------ Supplied information

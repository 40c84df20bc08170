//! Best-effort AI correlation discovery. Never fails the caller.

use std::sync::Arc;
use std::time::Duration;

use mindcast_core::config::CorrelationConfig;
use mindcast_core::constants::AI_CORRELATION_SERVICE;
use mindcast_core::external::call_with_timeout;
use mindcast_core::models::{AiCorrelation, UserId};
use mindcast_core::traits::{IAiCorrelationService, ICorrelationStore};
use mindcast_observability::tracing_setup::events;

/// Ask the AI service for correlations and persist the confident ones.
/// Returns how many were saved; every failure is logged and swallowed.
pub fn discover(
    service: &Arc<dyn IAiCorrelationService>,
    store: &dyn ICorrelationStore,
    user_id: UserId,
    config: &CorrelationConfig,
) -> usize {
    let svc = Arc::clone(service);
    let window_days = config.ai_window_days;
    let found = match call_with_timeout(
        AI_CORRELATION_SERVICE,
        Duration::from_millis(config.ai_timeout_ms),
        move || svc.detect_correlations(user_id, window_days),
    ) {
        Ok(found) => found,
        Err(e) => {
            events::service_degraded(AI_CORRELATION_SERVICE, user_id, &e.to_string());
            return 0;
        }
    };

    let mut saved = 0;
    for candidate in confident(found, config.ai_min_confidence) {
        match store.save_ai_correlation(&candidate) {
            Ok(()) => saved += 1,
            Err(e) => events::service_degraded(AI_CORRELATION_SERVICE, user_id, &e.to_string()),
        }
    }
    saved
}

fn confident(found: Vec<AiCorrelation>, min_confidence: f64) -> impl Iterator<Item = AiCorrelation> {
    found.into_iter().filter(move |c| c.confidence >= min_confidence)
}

------------
------ Supplied information

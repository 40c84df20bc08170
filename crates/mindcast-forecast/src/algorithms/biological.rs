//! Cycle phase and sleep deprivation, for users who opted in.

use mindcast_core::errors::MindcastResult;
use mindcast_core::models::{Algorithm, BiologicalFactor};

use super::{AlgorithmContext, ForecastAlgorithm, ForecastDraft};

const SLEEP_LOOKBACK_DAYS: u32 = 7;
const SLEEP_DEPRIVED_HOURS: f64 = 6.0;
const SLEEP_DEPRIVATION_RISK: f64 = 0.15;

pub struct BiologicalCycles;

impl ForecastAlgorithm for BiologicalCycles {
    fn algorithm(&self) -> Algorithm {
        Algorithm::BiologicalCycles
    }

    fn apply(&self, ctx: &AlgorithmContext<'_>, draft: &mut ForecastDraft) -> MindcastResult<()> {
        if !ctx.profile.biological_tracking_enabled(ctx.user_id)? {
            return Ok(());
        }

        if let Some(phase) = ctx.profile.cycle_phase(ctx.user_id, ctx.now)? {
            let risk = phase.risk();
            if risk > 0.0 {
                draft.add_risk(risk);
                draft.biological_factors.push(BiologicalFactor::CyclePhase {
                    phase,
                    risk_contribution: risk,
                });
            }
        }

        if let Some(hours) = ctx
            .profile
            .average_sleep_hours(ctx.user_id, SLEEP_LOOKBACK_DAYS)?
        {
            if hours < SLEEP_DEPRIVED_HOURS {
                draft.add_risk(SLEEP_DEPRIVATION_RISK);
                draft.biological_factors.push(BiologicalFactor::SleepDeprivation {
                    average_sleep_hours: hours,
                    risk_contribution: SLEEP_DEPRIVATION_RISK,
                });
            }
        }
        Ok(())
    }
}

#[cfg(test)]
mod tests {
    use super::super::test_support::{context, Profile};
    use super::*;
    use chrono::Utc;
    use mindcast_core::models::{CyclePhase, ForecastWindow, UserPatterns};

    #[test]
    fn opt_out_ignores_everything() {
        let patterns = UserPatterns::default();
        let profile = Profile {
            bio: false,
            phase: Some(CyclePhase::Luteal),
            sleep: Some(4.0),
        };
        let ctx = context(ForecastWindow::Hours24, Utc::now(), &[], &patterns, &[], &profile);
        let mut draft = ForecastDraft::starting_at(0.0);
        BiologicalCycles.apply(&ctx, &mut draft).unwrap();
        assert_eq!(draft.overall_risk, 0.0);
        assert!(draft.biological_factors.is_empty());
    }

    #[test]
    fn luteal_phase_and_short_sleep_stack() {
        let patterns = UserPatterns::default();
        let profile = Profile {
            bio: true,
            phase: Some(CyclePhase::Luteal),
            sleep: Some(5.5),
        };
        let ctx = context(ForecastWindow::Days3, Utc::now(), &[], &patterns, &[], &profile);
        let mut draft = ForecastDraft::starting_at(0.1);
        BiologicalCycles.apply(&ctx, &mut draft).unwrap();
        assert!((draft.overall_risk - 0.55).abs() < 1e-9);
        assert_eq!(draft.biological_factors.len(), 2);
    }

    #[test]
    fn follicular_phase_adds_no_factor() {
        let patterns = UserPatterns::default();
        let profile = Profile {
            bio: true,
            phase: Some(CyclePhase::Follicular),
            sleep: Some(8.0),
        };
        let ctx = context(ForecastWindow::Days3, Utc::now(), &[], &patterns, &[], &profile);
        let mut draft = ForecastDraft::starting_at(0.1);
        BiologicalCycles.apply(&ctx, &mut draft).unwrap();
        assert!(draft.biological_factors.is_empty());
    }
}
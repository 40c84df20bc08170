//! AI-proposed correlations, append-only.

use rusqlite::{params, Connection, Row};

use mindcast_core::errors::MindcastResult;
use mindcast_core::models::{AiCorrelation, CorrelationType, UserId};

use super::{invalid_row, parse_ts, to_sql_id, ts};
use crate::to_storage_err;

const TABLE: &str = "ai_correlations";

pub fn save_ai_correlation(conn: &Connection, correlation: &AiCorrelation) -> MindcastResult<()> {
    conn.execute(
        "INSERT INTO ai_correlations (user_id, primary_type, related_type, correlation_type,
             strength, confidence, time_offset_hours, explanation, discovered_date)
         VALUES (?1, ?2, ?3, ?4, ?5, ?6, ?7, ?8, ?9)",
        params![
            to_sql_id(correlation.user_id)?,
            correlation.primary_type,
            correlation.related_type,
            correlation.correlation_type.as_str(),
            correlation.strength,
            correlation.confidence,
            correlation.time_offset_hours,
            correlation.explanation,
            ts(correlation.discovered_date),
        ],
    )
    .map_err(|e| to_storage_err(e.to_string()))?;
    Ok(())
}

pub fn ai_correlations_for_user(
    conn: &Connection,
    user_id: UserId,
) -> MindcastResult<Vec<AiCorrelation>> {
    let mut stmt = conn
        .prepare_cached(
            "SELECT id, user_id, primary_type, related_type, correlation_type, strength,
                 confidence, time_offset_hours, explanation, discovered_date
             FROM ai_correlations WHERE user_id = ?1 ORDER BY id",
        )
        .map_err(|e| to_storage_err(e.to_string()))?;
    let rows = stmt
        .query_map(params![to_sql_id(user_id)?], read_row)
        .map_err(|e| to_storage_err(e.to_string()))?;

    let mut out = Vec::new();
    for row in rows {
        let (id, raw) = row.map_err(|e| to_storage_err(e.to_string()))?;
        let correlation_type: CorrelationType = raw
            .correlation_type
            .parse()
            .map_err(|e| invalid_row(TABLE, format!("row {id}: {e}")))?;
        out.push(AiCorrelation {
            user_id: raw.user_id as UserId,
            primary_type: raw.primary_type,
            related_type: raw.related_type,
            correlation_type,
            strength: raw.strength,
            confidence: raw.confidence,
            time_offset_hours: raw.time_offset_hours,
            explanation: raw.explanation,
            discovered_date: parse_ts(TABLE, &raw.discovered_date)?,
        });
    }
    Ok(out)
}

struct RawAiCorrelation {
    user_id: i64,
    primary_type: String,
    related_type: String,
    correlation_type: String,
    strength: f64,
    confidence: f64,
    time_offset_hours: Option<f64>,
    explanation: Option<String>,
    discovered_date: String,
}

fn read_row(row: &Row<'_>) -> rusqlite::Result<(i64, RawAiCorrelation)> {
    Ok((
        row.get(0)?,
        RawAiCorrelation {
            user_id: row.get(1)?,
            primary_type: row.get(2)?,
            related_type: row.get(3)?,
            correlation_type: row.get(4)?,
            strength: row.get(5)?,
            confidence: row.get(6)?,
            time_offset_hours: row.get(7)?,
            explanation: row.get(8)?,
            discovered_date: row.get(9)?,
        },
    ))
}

------------
------ Supplied information

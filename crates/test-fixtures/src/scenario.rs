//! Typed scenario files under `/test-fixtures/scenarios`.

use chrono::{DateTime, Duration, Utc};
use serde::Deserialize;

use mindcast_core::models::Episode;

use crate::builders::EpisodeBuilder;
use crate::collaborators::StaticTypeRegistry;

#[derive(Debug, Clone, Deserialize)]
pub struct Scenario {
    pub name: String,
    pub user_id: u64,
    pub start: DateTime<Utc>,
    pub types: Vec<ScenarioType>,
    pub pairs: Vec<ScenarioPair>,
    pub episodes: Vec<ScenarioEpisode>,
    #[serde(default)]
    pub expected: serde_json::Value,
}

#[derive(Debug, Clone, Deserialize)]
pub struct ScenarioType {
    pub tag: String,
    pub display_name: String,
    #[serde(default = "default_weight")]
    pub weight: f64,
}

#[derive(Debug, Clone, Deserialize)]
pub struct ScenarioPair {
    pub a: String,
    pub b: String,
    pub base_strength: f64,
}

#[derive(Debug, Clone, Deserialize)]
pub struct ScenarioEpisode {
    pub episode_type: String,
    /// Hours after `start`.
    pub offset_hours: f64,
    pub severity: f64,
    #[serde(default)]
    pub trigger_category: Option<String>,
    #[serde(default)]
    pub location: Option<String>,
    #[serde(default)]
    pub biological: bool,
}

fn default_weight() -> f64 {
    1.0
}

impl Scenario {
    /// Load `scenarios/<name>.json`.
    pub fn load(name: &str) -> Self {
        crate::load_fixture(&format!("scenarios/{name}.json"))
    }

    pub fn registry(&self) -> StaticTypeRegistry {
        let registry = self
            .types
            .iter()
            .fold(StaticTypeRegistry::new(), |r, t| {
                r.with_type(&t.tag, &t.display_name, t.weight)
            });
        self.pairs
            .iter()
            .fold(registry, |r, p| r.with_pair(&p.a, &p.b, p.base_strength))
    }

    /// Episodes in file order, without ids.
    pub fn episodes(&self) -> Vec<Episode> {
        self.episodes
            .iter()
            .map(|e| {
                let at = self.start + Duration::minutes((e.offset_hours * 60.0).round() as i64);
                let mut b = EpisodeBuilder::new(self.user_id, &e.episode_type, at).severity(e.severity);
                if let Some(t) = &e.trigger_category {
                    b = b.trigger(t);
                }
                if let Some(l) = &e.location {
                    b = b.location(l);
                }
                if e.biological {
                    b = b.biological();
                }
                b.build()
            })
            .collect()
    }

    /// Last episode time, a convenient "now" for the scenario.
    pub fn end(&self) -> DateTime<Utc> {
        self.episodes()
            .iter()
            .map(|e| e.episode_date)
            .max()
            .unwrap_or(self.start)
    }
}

------------

# Problem statement
Going through the entries above, count the lines with the word "CorrelationConfig". Give only the result.

# Completed task
2